Broadcom also owns VMware—the enterprise software company it acquired in 2023—which adds a third revenue stream in corporate IT infrastructure software. Software businesses can be stickier than hardware: customers often stay once they've deployed the systems. But integrating VMware has proven complex, and the company must retain its customer base and keep its products competitive.
This Pattern Has Happened Before—But Not Quite Like This
Over the past twenty years, semiconductor companies have ridden several big infrastructure waves: the shift to cloud computing from 2010 to 2015 created similar multi-year booms for chip and networking suppliers. The current AI infrastructure cycle has echoes of that pattern.
Yet this cycle differs in important ways. AI training requires extraordinary bandwidth—imagine trying to move oceans of data at high speed—and specialized chips that only a handful of companies can design. That gives firms like Broadcom with both custom chip skills and networking prowess a real edge. But it also means Broadcom's revenue depends heavily on a small number of massive customers, all betting billions on the same AI race.
What Could Go Wrong
The machinery driving Broadcom's growth could stall several ways. Cloud companies might dial back their AI spending. Chip shortages could delay orders. Rivals might grab market share in AI processors.
The most acute risk is customer concentration. Broadcom relies on a handful of hyperscalers for custom silicon revenue. If any of them shift strategy—say, deciding to design more chips in-house instead of partnering with Broadcom—orders could plummet suddenly.
The VMware integration continues to demand management's attention. Enterprise customers are skeptical after big acquisitions; if Broadcom fumbles the software business, it could lose both revenue and customers.
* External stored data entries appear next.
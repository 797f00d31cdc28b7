//! Ports layer: Trait definitions for external operations.
//!
//! Following Hexagonal Architecture, these traits define the boundary
//! between the appointment store and the persistence engine.

mod repository;

pub use repository::AppointmentRepository;
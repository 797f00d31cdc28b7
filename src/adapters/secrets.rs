//! Field key sourcing.
//!
//! The 16-byte field key is read once at startup and handed to the field
//! cipher. It is never compiled into the library.
//!
//! Precedence (highest first):
//! - `INTAKE_FIELD_KEY_FD` (read from an already-open FD, then close it)
//! - `INTAKE_FIELD_KEY_FILE` (read from a file path)
//! - `/run/secrets/intake_field_key` (Docker/Compose secret default)
//! - `INTAKE_FIELD_KEY` (debug builds only)
//!
//! The secret text is either exactly 16 bytes or base64 of 16 bytes.
use std::path::Path;
#[cfg(unix)]
use std::{fs, io::Read, os::unix::io::FromRawFd};

use base64::{engine::general_purpose::STANDARD, Engine};
use zeroize::Zeroizing;

use crate::domain::{FieldKey, KEY_LEN};

pub const FIELD_KEY_FD_ENV: &str = "INTAKE_FIELD_KEY_FD";
pub const FIELD_KEY_FILE_ENV: &str = "INTAKE_FIELD_KEY_FILE";
pub const FIELD_KEY_DOCKER_SECRET_PATH: &str = "/run/secrets/intake_field_key";

// Dev-only escape hatch for local runs and tests.
pub const FIELD_KEY_ENV_DEV: &str = "INTAKE_FIELD_KEY";

/// Error type for key sourcing.
#[derive(Debug, thiserror::Error)]
pub enum SecretError {
    #[error("Missing field key: set {FIELD_KEY_FD_ENV} or {FIELD_KEY_FILE_ENV}, or mount a secret")]
    Missing,

    #[error("Cannot read field key: {0}")]
    Read(#[from] std::io::Error),

    #[error("Field key must be {KEY_LEN} bytes or base64 of {KEY_LEN} bytes")]
    InvalidKey,
}

/// Load the field key from the first available secure source.
///
/// In release builds, environment variables are not accepted for secrets.
///
/// # Errors
/// Returns `SecretError::Missing` if no source is configured, or
/// `SecretError::InvalidKey` if the secret has the wrong shape.
pub fn load_field_key() -> Result<FieldKey, SecretError> {
    let secret = read_secret()?;
    let key = parse_field_key(&secret)?;
    tracing::info!("Loaded field key (fingerprint {})", key.fingerprint());
    Ok(key)
}

/// Interpret secret text as a field key.
///
/// Trailing newlines are ignored.
///
/// # Errors
/// Returns `SecretError::InvalidKey` unless the text is 16 raw bytes or
/// base64 of 16 bytes.
pub fn parse_field_key(secret: &str) -> Result<FieldKey, SecretError> {
    let secret = secret.trim_end_matches(['\n', '\r']);
    if secret.len() == KEY_LEN {
        return FieldKey::from_slice(secret.as_bytes()).map_err(|_| SecretError::InvalidKey);
    }

    let decoded = Zeroizing::new(
        STANDARD
            .decode(secret.trim())
            .map_err(|_| SecretError::InvalidKey)?,
    );
    FieldKey::from_slice(&decoded).map_err(|_| SecretError::InvalidKey)
}

fn non_empty(content: String) -> Result<Zeroizing<String>, SecretError> {
    let content = Zeroizing::new(content);
    let secret = content.trim_end_matches(['\n', '\r']);
    if secret.is_empty() {
        return Err(SecretError::Missing);
    }
    Ok(Zeroizing::new(secret.to_string()))
}

fn read_secret() -> Result<Zeroizing<String>, SecretError> {
    // 1) Read from an already-open FD
    #[cfg(unix)]
    if let Ok(fd_str) = std::env::var(FIELD_KEY_FD_ENV) {
        let fd: i32 = fd_str.trim().parse().map_err(|_| SecretError::Missing)?;
        if fd <= 2 {
            // Refuse stdio FDs.
            return Err(SecretError::Missing);
        }

        // SAFETY: We take ownership of the FD for one-time secret read and close it.
        let mut file = unsafe { fs::File::from_raw_fd(fd) };
        let mut buf = String::new();
        file.read_to_string(&mut buf)?;
        return non_empty(buf);
    }

    // 2) Read from an explicit file path
    if let Ok(path) = std::env::var(FIELD_KEY_FILE_ENV) {
        return non_empty(std::fs::read_to_string(path.trim())?);
    }

    // 3) Docker secrets default path
    if Path::new(FIELD_KEY_DOCKER_SECRET_PATH).exists() {
        return non_empty(std::fs::read_to_string(FIELD_KEY_DOCKER_SECRET_PATH)?);
    }

    // 4) Dev-only env var (refused in release builds)
    if cfg!(debug_assertions) {
        if let Ok(v) = std::env::var(FIELD_KEY_ENV_DEV) {
            return non_empty(v);
        }
    }

    Err(SecretError::Missing)
}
Finally, semiconductor markets are cyclical by nature. When AI deployment matures and demand normalizes, the current tailwind could reverse. The architectural demands of AI—the sheer computing power required—suggest infrastructure needs will stay elevated by historical standards. But "elevated" is not the same as what we are seeing today.
What This Means for Investors
Broadcom trades at premium valuations compared to traditional chip companies, reflecting its AI positioning and diversified revenue streams. Whether that premium is justified depends on execution: keeping hyperscaler relationships strong, successfully running VMware as part of a hardware business, and avoiding the worst of semiconductor cycle volatility.
Management's guidance suggests confidence in near-term demand. But semiconductors can surprise quickly. Watch Broadcom's sequential growth figures and profit margins each quarter: if they keep shrinking even as revenue grows, it signals the competitive or structural headwinds are mounting. If they stabilize or improve, it shows the company is managing its challenges. Either way, there is no substitute for watching the actual numbers as they land.